The incident didn’t stop Astellas’ operations in China. On Monday, the Japanese pharma announced that drug regulators at China’s National Medical Products Administration approved its antibody-drug conjugate Padcev in previously treated bladder cancer. Astellas’ key application for the drug in a combination with Merck & Co.’s Keytruda in first-line bladder cancer was accepted for review by NMPA in late March. As Astellas noted, if approved, the regimen would be the first in China to offer an alternative to chemotherapy.
Earlier this month, the NMPA also cleared Astellas’ JAK3 inhibitor peficitinib, known as Smyraf in Japan, for rheumatoid arthritis.
During the three months ended in June, Astellas’ revenue in China increased by 2.4% year-over-year to 18.2 billion Japanese yen ($120 million).
Astellas entered the Chinese market in 1994. During an interview in July with the government-run publication Beijing Business Today, Astellas China’s newly installed president Shirley Zhao, M.D., said the company hopes to introduce more innovative drugs, including in oncology and cell and gene therapy, in China.

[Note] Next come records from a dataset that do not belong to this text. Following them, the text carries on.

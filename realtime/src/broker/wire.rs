use serde::{Deserialize, Serialize};

use super::{BrokerEvent, ChannelSpec, PresencePayload, PresenceState, SubscribeStatus};

/// Frames a client sends to the relay (shared between relay and `WsBroker`).
#[derive(Debug, Clone, Serialize, Deserialize)]
#[serde(tag = "type")]
pub enum ClientFrame {
    #[serde(rename = "connect")]
    Connect {
        user_id: String,
        token: Option<String>,
    },
    #[serde(rename = "join")]
    Join { ref_id: u64, spec: ChannelSpec },
    #[serde(rename = "leave")]
    Leave { channel_id: u64 },
    #[serde(rename = "track")]
    Track {
        channel_id: u64,
        payload: PresencePayload,
    },
    #[serde(rename = "untrack")]
    Untrack { channel_id: u64 },
    #[serde(rename = "broadcast")]
    Broadcast {
        channel_id: u64,
        event: String,
        payload: serde_json::Value,
    },
    #[serde(rename = "presence_state")]
    PresenceState { ref_id: u64, channel_id: u64 },
    /// Row change injected by a storage-side forwarder.
    #[serde(rename = "publish")]
    Publish { topic: String, event: BrokerEvent },
}

/// Frames the relay sends to a client.
#[derive(Debug, Clone, Serialize, Deserialize)]
#[serde(tag = "type")]
pub enum ServerFrame {
    #[serde(rename = "auth_response")]
    AuthResponse { success: bool, message: String },
    #[serde(rename = "joined")]
    Joined {
        ref_id: u64,
        channel_id: u64,
        topic: String,
        status: SubscribeStatus,
    },
    #[serde(rename = "event")]
    Event { channel_id: u64, event: BrokerEvent },
    #[serde(rename = "presence_state")]
    PresenceState { ref_id: u64, state: PresenceState },
    #[serde(rename = "error")]
    Error {
        ref_id: Option<u64>,
        message: String,
    },
}

#[cfg(test)]
mod tests {
    use super::*;
    use serde_json::json;

    #[test]
    fn test_connect_frame_serialization() {
        let frame = ClientFrame::Connect {
            user_id: "user123".to_string(),
            token: None,
        };

        let json = serde_json::to_string(&frame).unwrap();
        assert!(json.contains("\"type\":\"connect\""));
        assert!(json.contains("\"user_id\":\"user123\""));
    }

    #[test]
    fn test_join_frame_from_client_format() {
        let json = r#"{"type":"join","ref_id":7,"spec":{"topic":"typing","presence_key":null,"receive_own_broadcasts":false}}"#;
        let frame: ClientFrame = serde_json::from_str(json).unwrap();
        if let ClientFrame::Join { ref_id, spec } = frame {
            assert_eq!(ref_id, 7);
            assert_eq!(spec.topic, "typing");
        } else {
            panic!("Expected Join");
        }
    }

    #[test]
    fn test_event_frame_nests_broker_event() {
        let frame = ServerFrame::Event {
            channel_id: 3,
            event: BrokerEvent::Broadcast {
                event: "poke".to_string(),
                payload: json!({"to_user_id": "u2"}),
            },
        };
        let json = serde_json::to_value(&frame).unwrap();
        assert_eq!(json["type"], "event");
        assert_eq!(json["event"]["type"], "broadcast");
        assert_eq!(json["event"]["event"], "poke");

        let parsed: ServerFrame = serde_json::from_value(json).unwrap();
        assert!(matches!(parsed, ServerFrame::Event { channel_id: 3, .. }));
    }

    #[test]
    fn test_joined_frame_carries_status() {
        let frame = ServerFrame::Joined {
            ref_id: 1,
            channel_id: 9,
            topic: "messages".to_string(),
            status: SubscribeStatus::ChannelError("denied".to_string()),
        };
        let json = serde_json::to_value(&frame).unwrap();
        assert_eq!(json["status"]["status"], "channel_error");
        assert_eq!(json["status"]["reason"], "denied");
    }
}
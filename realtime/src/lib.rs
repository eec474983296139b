//! Realtime messaging, typing indicators and presence for the classroom app.
//!
//! [`ChannelManager`] owns one subscription group per signed-in user and feeds
//! broker events into [`ConversationSync`], [`TypingCoordinator`] and
//! [`PresenceEngine`]. Storage and the pub/sub transport sit behind the
//! [`Storage`] and [`Broker`] traits.

pub mod broker;
pub mod channels;
pub mod config;
pub mod conversations;
pub mod error;
pub mod logging;
pub mod models;
pub mod notify;
pub mod poller;
pub mod presence;
pub mod storage;
pub mod typing;

pub use broker::{Broker, Hub, LocalBroker, WsBroker};
pub use channels::{ChannelManager, ConnectionState, EventRouter, Inbound};
pub use config::{DeliveryMode, RealtimeConfig};
pub use conversations::{ConversationSync, MessageCache};
pub use error::{RealtimeError, Result};
pub use notify::{ChannelNotifier, Notification, NotificationGate, NotificationKind, Notifier, TracingNotifier};
pub use presence::{DirectEvent, PresenceEngine};
pub use storage::{SqliteStorage, Storage};
pub use typing::TypingCoordinator;
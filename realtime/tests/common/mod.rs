//! Shared fixtures for the realtime integration tests.

#![allow(dead_code)]

use std::sync::Arc;
use std::time::Duration;

use classroom_realtime::models::{AuthUser, NewConversation, NewParticipant, Profile};
use classroom_realtime::{
    ChannelManager, ChannelNotifier, Hub, LocalBroker, Notification, NotificationKind,
    RealtimeConfig, SqliteStorage, Storage,
};
use tokio::sync::mpsc;

pub const SETTLE: Duration = Duration::from_millis(50);

pub fn user(id: &str, name: &str) -> AuthUser {
    AuthUser::new(Profile::new(id, name))
}

pub fn storage_with_profiles(users: &[&AuthUser]) -> Arc<SqliteStorage> {
    let storage = Arc::new(SqliteStorage::open_in_memory().unwrap());
    for user in users {
        storage.upsert_profile(&user.profile).unwrap();
    }
    storage
}

/// Conversation created by `creator` with every id in `members` as participant.
pub async fn seed_conversation(
    storage: &SqliteStorage,
    creator: &str,
    members: &[&str],
    is_group: bool,
) -> String {
    let conversation = storage
        .insert_conversation(NewConversation {
            name: is_group.then(|| "Study group".to_string()),
            is_group,
            created_by: creator.to_string(),
        })
        .await
        .unwrap();
    let rows: Vec<NewParticipant> = members
        .iter()
        .map(|user_id| NewParticipant {
            conversation_id: conversation.id.clone(),
            user_id: user_id.to_string(),
        })
        .collect();
    storage.insert_participants(&rows).await.unwrap();
    conversation.id
}

pub struct Client {
    pub manager: ChannelManager,
    pub notes: mpsc::UnboundedReceiver<Notification>,
}

impl Client {
    pub fn new(hub: &Arc<Hub>, storage: Arc<dyn Storage>, config: RealtimeConfig) -> Self {
        let (notifier, notes) = ChannelNotifier::new();
        let manager = ChannelManager::new(
            Arc::new(LocalBroker::new(hub.clone())),
            storage,
            Arc::new(notifier),
            config,
        );
        Self { manager, notes }
    }

    pub async fn connected(hub: &Arc<Hub>, storage: Arc<dyn Storage>, user: &AuthUser) -> Self {
        let mut client = Self::new(hub, storage, RealtimeConfig::default());
        client.manager.connect(user.clone()).await.unwrap();
        client
    }

    pub async fn settle(&mut self) -> usize {
        self.manager.drain(SETTLE).await
    }

    pub fn take_notes(&mut self, kind: NotificationKind) -> Vec<Notification> {
        let mut matching = Vec::new();
        while let Ok(note) = self.notes.try_recv() {
            if note.kind == kind {
                matching.push(note);
            }
        }
        matching
    }
}
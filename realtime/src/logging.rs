use std::path::Path;
use std::sync::Mutex;

use once_cell::sync::OnceCell;
use tracing_appender::non_blocking::WorkerGuard;
use tracing_subscriber::{filter::EnvFilter, fmt::Layer, prelude::*, registry::Registry};

static TRACING_GUARDS: OnceCell<Mutex<Vec<WorkerGuard>>> = OnceCell::new();
static TRACING_INIT: OnceCell<()> = OnceCell::new();

/// Install stdout + daily-rolling file logging. Later calls are no-ops.
///
/// Falls back to stdout only when the log directory cannot be used.
pub fn init_tracing(logs_dir: &Path) {
    TRACING_INIT.get_or_init(|| {
        let filter =
            EnvFilter::try_from_default_env().unwrap_or_else(|_| EnvFilter::new("info"));
        let (non_blocking_stdout, stdout_guard) = tracing_appender::non_blocking(std::io::stdout());
        let stdout_layer = Layer::new()
            .with_writer(non_blocking_stdout)
            .with_ansi(true)
            .with_target(true);

        let file_appender = tracing_appender::rolling::RollingFileAppender::builder()
            .rotation(tracing_appender::rolling::Rotation::DAILY)
            .filename_prefix("classroom-realtime")
            .filename_suffix("log")
            .build(logs_dir);

        match file_appender {
            Ok(file_appender) => {
                let (non_blocking_file, file_guard) = tracing_appender::non_blocking(file_appender);
                TRACING_GUARDS
                    .set(Mutex::new(vec![file_guard, stdout_guard]))
                    .ok();

                let file_layer = Layer::new()
                    .with_writer(non_blocking_file)
                    .with_ansi(false)
                    .with_target(true);

                let _ = Registry::default()
                    .with(filter)
                    .with(stdout_layer)
                    .with(file_layer)
                    .try_init();
            }
            Err(e) => {
                TRACING_GUARDS.set(Mutex::new(vec![stdout_guard])).ok();
                let _ = Registry::default().with(filter).with(stdout_layer).try_init();
                tracing::warn!(error = %e, dir = %logs_dir.display(), "File logging disabled");
            }
        }
    });
}

/// Flush and drop the logging workers. Call once before process exit.
pub fn shutdown_tracing() {
    if let Some(guards) = TRACING_GUARDS.get() {
        if let Ok(mut guards) = guards.lock() {
            guards.clear();
        }
    }
}

#[cfg(test)]
mod tests {
    use super::*;

    #[test]
    fn test_init_tracing_is_idempotent() {
        let dir = tempfile::tempdir().unwrap();
        init_tracing(dir.path());
        init_tracing(dir.path());
        tracing::info!("logging initialised");
        assert!(TRACING_INIT.get().is_some());
    }
}
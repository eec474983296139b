use std::sync::atomic::{AtomicBool, AtomicU64, Ordering};
use std::sync::Arc;
use std::time::Duration;

use async_trait::async_trait;
use dashmap::DashMap;
use futures_util::{SinkExt, StreamExt};
use tokio::sync::{mpsc, oneshot};
use tokio::task::JoinHandle;
use tokio_tungstenite::{connect_async, tungstenite::Message};
use tracing::{debug, error, info, warn};

use super::wire::{ClientFrame, ServerFrame};
use super::{
    Broker, BrokerEvent, ChannelRef, ChannelSpec, PresencePayload, PresenceState,
    SubscribeStatus, Subscription,
};
use crate::error::BrokerError;

/// Internal message type for the write channel
enum WriteMessage {
    Frame(ClientFrame),
    Close,
}

enum Reply {
    Joined {
        channel_id: u64,
        topic: String,
        status: SubscribeStatus,
        events: mpsc::UnboundedReceiver<BrokerEvent>,
    },
    PresenceState(PresenceState),
    Error(String),
}

type Pending = Arc<DashMap<u64, oneshot::Sender<Reply>>>;
type Channels = Arc<DashMap<u64, mpsc::UnboundedSender<BrokerEvent>>>;

/// `Broker` speaking the relay's WebSocket protocol.
///
/// There is no reconnect loop: when the socket drops, every open
/// subscription receives [`BrokerEvent::Closed`] and the owner decides
/// whether to connect again.
pub struct WsBroker {
    write_tx: mpsc::UnboundedSender<WriteMessage>,
    pending: Pending,
    channels: Channels,
    connected: Arc<AtomicBool>,
    next_ref: AtomicU64,
    request_timeout: Duration,
    io_task: JoinHandle<()>,
}

impl WsBroker {
    /// Connect to the relay and authenticate as `user_id`.
    pub async fn connect(
        url: &str,
        user_id: &str,
        token: Option<String>,
        request_timeout: Duration,
    ) -> Result<Self, BrokerError> {
        info!(url = %url, "Connecting to relay");
        let (ws_stream, _) = tokio::time::timeout(request_timeout, connect_async(url))
            .await
            .map_err(|_| BrokerError::TimedOut)?
            .map_err(|e| BrokerError::Transport(e.to_string()))?;
        let (mut ws_write, mut ws_read) = ws_stream.split();

        let connect = serde_json::to_string(&ClientFrame::Connect {
            user_id: user_id.to_string(),
            token,
        })?;
        ws_write
            .send(Message::Text(connect.into()))
            .await
            .map_err(|e| BrokerError::Transport(e.to_string()))?;

        // Wait for auth response
        let auth = tokio::time::timeout(request_timeout, async {
            while let Some(msg) = ws_read.next().await {
                match msg {
                    Ok(Message::Text(text)) => {
                        if let Ok(ServerFrame::AuthResponse { success, message }) =
                            serde_json::from_str::<ServerFrame>(&text)
                        {
                            return Ok((success, message));
                        }
                        warn!("Unexpected frame during auth");
                    }
                    Ok(Message::Close(_)) => break,
                    Ok(_) => {}
                    Err(e) => return Err(BrokerError::Transport(e.to_string())),
                }
            }
            Err(BrokerError::NotConnected)
        })
        .await
        .map_err(|_| BrokerError::TimedOut)??;

        match auth {
            (true, message) => info!(user_id = %user_id, "Authenticated with relay: {}", message),
            (false, message) => {
                error!(user_id = %user_id, "Relay authentication failed: {}", message);
                return Err(BrokerError::Rejected(message));
            }
        }

        let (write_tx, mut write_rx) = mpsc::unbounded_channel::<WriteMessage>();
        let pending: Pending = Arc::new(DashMap::new());
        let channels: Channels = Arc::new(DashMap::new());
        let connected = Arc::new(AtomicBool::new(true));

        let io_pending = pending.clone();
        let io_channels = channels.clone();
        let io_connected = connected.clone();
        let io_task = tokio::spawn(async move {
            loop {
                tokio::select! {
                    // Send outgoing frames
                    Some(msg) = write_rx.recv() => {
                        match msg {
                            WriteMessage::Frame(frame) => {
                                let json = match serde_json::to_string(&frame) {
                                    Ok(json) => json,
                                    Err(e) => {
                                        error!(error = %e, "Failed to serialize frame");
                                        continue;
                                    }
                                };
                                if ws_write.send(Message::Text(json.into())).await.is_err() {
                                    error!("Failed to send frame to relay");
                                    break;
                                }
                            }
                            WriteMessage::Close => {
                                info!("Close requested, sending close frame");
                                if let Err(e) = ws_write.send(Message::Close(None)).await {
                                    warn!(error = %e, "Failed to send close frame");
                                }
                                break;
                            }
                        }
                    }
                    // Receive frames from the relay
                    msg = ws_read.next() => {
                        match msg {
                            Some(Ok(Message::Text(text))) => {
                                match serde_json::from_str::<ServerFrame>(&text) {
                                    Ok(frame) => {
                                        if let Some(leave) = route_frame(frame, &io_pending, &io_channels) {
                                            if let Ok(json) = serde_json::to_string(&leave) {
                                                let _ = ws_write.send(Message::Text(json.into())).await;
                                            }
                                        }
                                    }
                                    Err(e) => {
                                        let preview: String = text.chars().take(100).collect();
                                        warn!(error = %e, preview = %preview, "Unparseable frame from relay");
                                    }
                                }
                            }
                            Some(Ok(Message::Close(_))) | None => {
                                info!("Relay closed connection");
                                break;
                            }
                            Some(Err(e)) => {
                                error!(error = %e, "WebSocket error");
                                break;
                            }
                            _ => {}
                        }
                    }
                }
            }

            // Cleanup
            io_connected.store(false, Ordering::SeqCst);
            for entry in io_channels.iter() {
                let _ = entry.value().send(BrokerEvent::Closed);
            }
            io_channels.clear();
            io_pending.clear();
            info!("Disconnected from relay");
        });

        Ok(Self {
            write_tx,
            pending,
            channels,
            connected,
            next_ref: AtomicU64::new(1),
            request_timeout,
            io_task,
        })
    }

    pub fn is_connected(&self) -> bool {
        self.connected.load(Ordering::SeqCst)
    }

    /// Gracefully close the socket.
    pub fn disconnect(&self) {
        info!("Initiating graceful disconnect");
        let _ = self.write_tx.send(WriteMessage::Close);
    }

    fn send_frame(&self, frame: ClientFrame) -> Result<(), BrokerError> {
        if !self.is_connected() {
            return Err(BrokerError::NotConnected);
        }
        self.write_tx
            .send(WriteMessage::Frame(frame))
            .map_err(|_| BrokerError::NotConnected)
    }

    /// Send a frame carrying a fresh ref id and wait for the matching reply.
    async fn request(
        &self,
        build: impl FnOnce(u64) -> ClientFrame,
    ) -> Result<Option<Reply>, BrokerError> {
        let ref_id = self.next_ref.fetch_add(1, Ordering::Relaxed);
        let (tx, rx) = oneshot::channel();
        self.pending.insert(ref_id, tx);
        if let Err(e) = self.send_frame(build(ref_id)) {
            self.pending.remove(&ref_id);
            return Err(e);
        }
        match tokio::time::timeout(self.request_timeout, rx).await {
            Ok(Ok(reply)) => Ok(Some(reply)),
            Ok(Err(_)) => Err(BrokerError::NotConnected),
            Err(_) => {
                self.pending.remove(&ref_id);
                Ok(None)
            }
        }
    }
}

/// Dispatch one relay frame. Returns a frame to send back when a join reply
/// arrives after its requester gave up waiting or was dropped.
fn route_frame(frame: ServerFrame, pending: &Pending, channels: &Channels) -> Option<ClientFrame> {
    match frame {
        ServerFrame::Joined {
            ref_id,
            channel_id,
            topic,
            status,
        } => {
            let (tx, rx) = mpsc::unbounded_channel();
            if status.is_subscribed() {
                channels.insert(channel_id, tx);
            }
            // The waiter is gone if the request timed out or its caller was cancelled
            let delivered = match pending.remove(&ref_id) {
                Some((_, waiter)) => waiter
                    .send(Reply::Joined {
                        channel_id,
                        topic,
                        status,
                        events: rx,
                    })
                    .is_ok(),
                None => false,
            };
            if delivered {
                return None;
            }
            debug!(channel_id, "Join reply without a waiter, leaving channel");
            channels.remove(&channel_id);
            Some(ClientFrame::Leave { channel_id })
        }
        ServerFrame::Event { channel_id, event } => {
            if let Some(tx) = channels.get(&channel_id) {
                let _ = tx.send(event);
            } else {
                debug!(channel_id, "Event for unknown channel dropped");
            }
            None
        }
        ServerFrame::PresenceState { ref_id, state } => {
            if let Some((_, waiter)) = pending.remove(&ref_id) {
                let _ = waiter.send(Reply::PresenceState(state));
            }
            None
        }
        ServerFrame::Error { ref_id, message } => {
            warn!(message = %message, "Relay reported error");
            if let Some((_, waiter)) = ref_id.and_then(|id| pending.remove(&id)) {
                let _ = waiter.send(Reply::Error(message));
            }
            None
        }
        ServerFrame::AuthResponse { .. } => None,
    }
}

impl Drop for WsBroker {
    fn drop(&mut self) {
        self.io_task.abort();
    }
}

#[async_trait]
impl Broker for WsBroker {
    async fn subscribe(&self, spec: ChannelSpec) -> Result<Subscription, BrokerError> {
        let topic = spec.topic.clone();
        let reply = self
            .request(|ref_id| ClientFrame::Join { ref_id, spec })
            .await?;
        let unattached = |status| {
            let (_tx, events) = mpsc::unbounded_channel();
            Subscription {
                channel: ChannelRef {
                    id: 0,
                    topic: topic.clone(),
                },
                status,
                events,
            }
        };
        match reply {
            Some(Reply::Joined {
                channel_id,
                topic,
                status,
                events,
            }) => Ok(Subscription {
                channel: ChannelRef {
                    id: channel_id,
                    topic,
                },
                status,
                events,
            }),
            Some(Reply::Error(message)) => Ok(unattached(SubscribeStatus::ChannelError(message))),
            Some(Reply::PresenceState(_)) => Ok(unattached(SubscribeStatus::ChannelError(
                "unexpected reply".to_string(),
            ))),
            None => Ok(unattached(SubscribeStatus::TimedOut)),
        }
    }

    async fn unsubscribe(&self, channel: &ChannelRef) -> Result<(), BrokerError> {
        self.channels.remove(&channel.id);
        self.send_frame(ClientFrame::Leave {
            channel_id: channel.id,
        })
    }

    async fn track(
        &self,
        channel: &ChannelRef,
        payload: &PresencePayload,
    ) -> Result<(), BrokerError> {
        self.send_frame(ClientFrame::Track {
            channel_id: channel.id,
            payload: payload.clone(),
        })
    }

    async fn untrack(&self, channel: &ChannelRef) -> Result<(), BrokerError> {
        self.send_frame(ClientFrame::Untrack {
            channel_id: channel.id,
        })
    }

    async fn send(
        &self,
        channel: &ChannelRef,
        event: &str,
        payload: serde_json::Value,
    ) -> Result<(), BrokerError> {
        self.send_frame(ClientFrame::Broadcast {
            channel_id: channel.id,
            event: event.to_string(),
            payload,
        })
    }

    async fn presence_state(&self, channel: &ChannelRef) -> Result<PresenceState, BrokerError> {
        let channel_id = channel.id;
        match self
            .request(|ref_id| ClientFrame::PresenceState { ref_id, channel_id })
            .await?
        {
            Some(Reply::PresenceState(state)) => Ok(state),
            Some(Reply::Error(message)) => Err(BrokerError::Rejected(message)),
            Some(Reply::Joined { .. }) => Err(BrokerError::Rejected("unexpected reply".to_string())),
            None => Err(BrokerError::TimedOut),
        }
    }
}

#[cfg(test)]
mod tests {
    use super::*;

    fn joined(ref_id: u64, channel_id: u64) -> ServerFrame {
        ServerFrame::Joined {
            ref_id,
            channel_id,
            topic: "typing".to_string(),
            status: SubscribeStatus::Subscribed,
        }
    }

    #[test]
    fn test_join_reply_reaches_waiter() {
        let pending: Pending = Arc::new(DashMap::new());
        let channels: Channels = Arc::new(DashMap::new());
        let (tx, mut rx) = oneshot::channel();
        pending.insert(1, tx);

        assert!(route_frame(joined(1, 7), &pending, &channels).is_none());
        assert!(matches!(rx.try_recv(), Ok(Reply::Joined { channel_id: 7, .. })));
        assert!(channels.contains_key(&7));
        assert!(pending.is_empty());
    }

    #[test]
    fn test_join_reply_for_dropped_waiter_leaves() {
        let pending: Pending = Arc::new(DashMap::new());
        let channels: Channels = Arc::new(DashMap::new());
        let (tx, rx) = oneshot::channel();
        pending.insert(1, tx);
        // Caller cancelled before its own timeout could clean up
        drop(rx);

        let reply = route_frame(joined(1, 7), &pending, &channels);
        assert!(matches!(reply, Some(ClientFrame::Leave { channel_id: 7 })));
        assert!(channels.is_empty());
        assert!(pending.is_empty());
    }

    #[test]
    fn test_join_reply_without_request_leaves() {
        let pending: Pending = Arc::new(DashMap::new());
        let channels: Channels = Arc::new(DashMap::new());

        let reply = route_frame(joined(9, 3), &pending, &channels);
        assert!(matches!(reply, Some(ClientFrame::Leave { channel_id: 3 })));
        assert!(channels.is_empty());
    }
}
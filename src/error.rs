use crate::edit::EditError;
use crate::workspace::ChangeOutcome;
use serde::Serialize;
use std::fmt;
use std::io;
use std::path::PathBuf;
use thiserror::Error;

/// Filesystem step that failed
#[derive(Debug, Clone, Copy, PartialEq, Eq, Serialize)]
#[serde(rename_all = "lowercase")]
pub enum Phase {
    Read,
    Write,
    Stat,
    Create,
    Delete,
    Rename,
}

impl fmt::Display for Phase {
    fn fmt(&self, f: &mut fmt::Formatter<'_>) -> fmt::Result {
        let name = match self {
            Phase::Read => "read",
            Phase::Write => "write",
            Phase::Stat => "stat",
            Phase::Create => "create",
            Phase::Delete => "delete",
            Phase::Rename => "rename",
        };
        f.write_str(name)
    }
}

/// Broad category of an [`ApplyError`]
#[derive(Debug, Clone, Copy, PartialEq, Eq, Serialize)]
#[serde(rename_all = "lowercase")]
pub enum ErrorClass {
    /// Input rejected before anything was touched
    Validation,
    /// The filesystem failed
    Io,
    /// A file operation was refused by its overwrite/recursion policy
    Precondition,
}

/// Error types for applying edits and file operations
#[derive(Debug, Error)]
pub enum ApplyError {
    #[error("failed to apply edits to {}: {source}", path.display())]
    Edit {
        path: PathBuf,
        #[source]
        source: EditError,
    },

    #[error("unsupported URI scheme: {uri}")]
    UnsupportedScheme { uri: String },

    #[error("invalid UTF-8 in file: {}", path.display())]
    InvalidUtf8 { path: PathBuf },

    #[error("failed to {phase} {}: {source}", path.display())]
    Io {
        phase: Phase,
        path: PathBuf,
        #[source]
        source: io::Error,
    },

    #[error("file already exists and neither overwrite nor ignoreIfExists is set: {}", path.display())]
    AlreadyExists { path: PathBuf },

    #[error("target file already exists and overwrite is not allowed: {}", path.display())]
    TargetExists { path: PathBuf },

    #[error("directory is not empty and recursive delete is not set: {}", path.display())]
    DirectoryNotEmpty { path: PathBuf },
}

impl ApplyError {
    pub(crate) fn io(phase: Phase, path: impl Into<PathBuf>, source: io::Error) -> Self {
        ApplyError::Io {
            phase,
            path: path.into(),
            source,
        }
    }

    pub fn class(&self) -> ErrorClass {
        match self {
            ApplyError::Edit { .. }
            | ApplyError::UnsupportedScheme { .. }
            | ApplyError::InvalidUtf8 { .. } => ErrorClass::Validation,
            ApplyError::Io { .. } => ErrorClass::Io,
            ApplyError::AlreadyExists { .. }
            | ApplyError::TargetExists { .. }
            | ApplyError::DirectoryNotEmpty { .. } => ErrorClass::Precondition,
        }
    }
}

/// Which part of a workspace edit an operation came from
#[derive(Debug, Clone, PartialEq, Eq, Serialize)]
#[serde(tag = "source", rename_all = "camelCase")]
pub enum OperationRef {
    /// Entry of `changes`, keyed by document URI
    Changes { uri: String },
    /// Entry of `documentChanges`, by position
    DocumentChanges { index: usize },
}

impl fmt::Display for OperationRef {
    fn fmt(&self, f: &mut fmt::Formatter<'_>) -> fmt::Result {
        match self {
            OperationRef::Changes { uri } => write!(f, "changes[{uri}]"),
            OperationRef::DocumentChanges { index } => write!(f, "documentChanges[{index}]"),
        }
    }
}

/// First failure of a workspace edit
///
/// Operations that completed before the failure stay applied; `completed`
/// holds their outcomes in application order.
#[derive(Debug, Error)]
#[error("failed to apply {operation} after {} completed operation(s): {source}", .completed.len())]
pub struct WorkspaceError {
    pub operation: OperationRef,
    pub completed: Vec<ChangeOutcome>,
    #[source]
    pub source: ApplyError,
}

impl WorkspaceError {
    pub fn class(&self) -> ErrorClass {
        self.source.class()
    }
}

The relationship between China and Japan recently took a turn for the worse in the fall of 2023 following Japan’s decision to release treated radioactive water from the Fukushima nuclear power plant into the ocean. The World War II history between the two countries and rising geopolitical tensions—and Japan’s general siding with the U.S. on international issues—didn’t help the situation.
In a recent survey by JCCI in China, nearly half of Japanese companies said they either didn’t invest or reduced their investment in China in 2023 from 2022, according to Reuters. China’s recently amended counterespionage law and regulations on cross-border data transfers were raised as concerns among the respondents.
Elsewhere, fellow Japanese drugmaker Kyowa Kirin a few weeks ago decided to exit China, selling its entire operations in the Chinese mainland, including five established brands, to local firm WinHealth Pharma for about $100 million.
Meanwhile, Takeda CEO Christophe Weber told Bloomberg that his company remains “very open of potential partnerships with Chinese biotech.” The large Japanese pharma has made several deals with Chinese firms lately, including a molecular glue deal with Degron Therapeutics, a potentially $1.3 billion pact with Ascentage Pharma on a third-generation BCR-ABL tyrosine kinase inhibitor, and the $1.1 billion in-licensing of Hutchmed colorectal cancer drug Fruzaqla.
Editor's Note: The story was updated Aug. 22 to include confirmation of the indictment from China’s foreign ministry.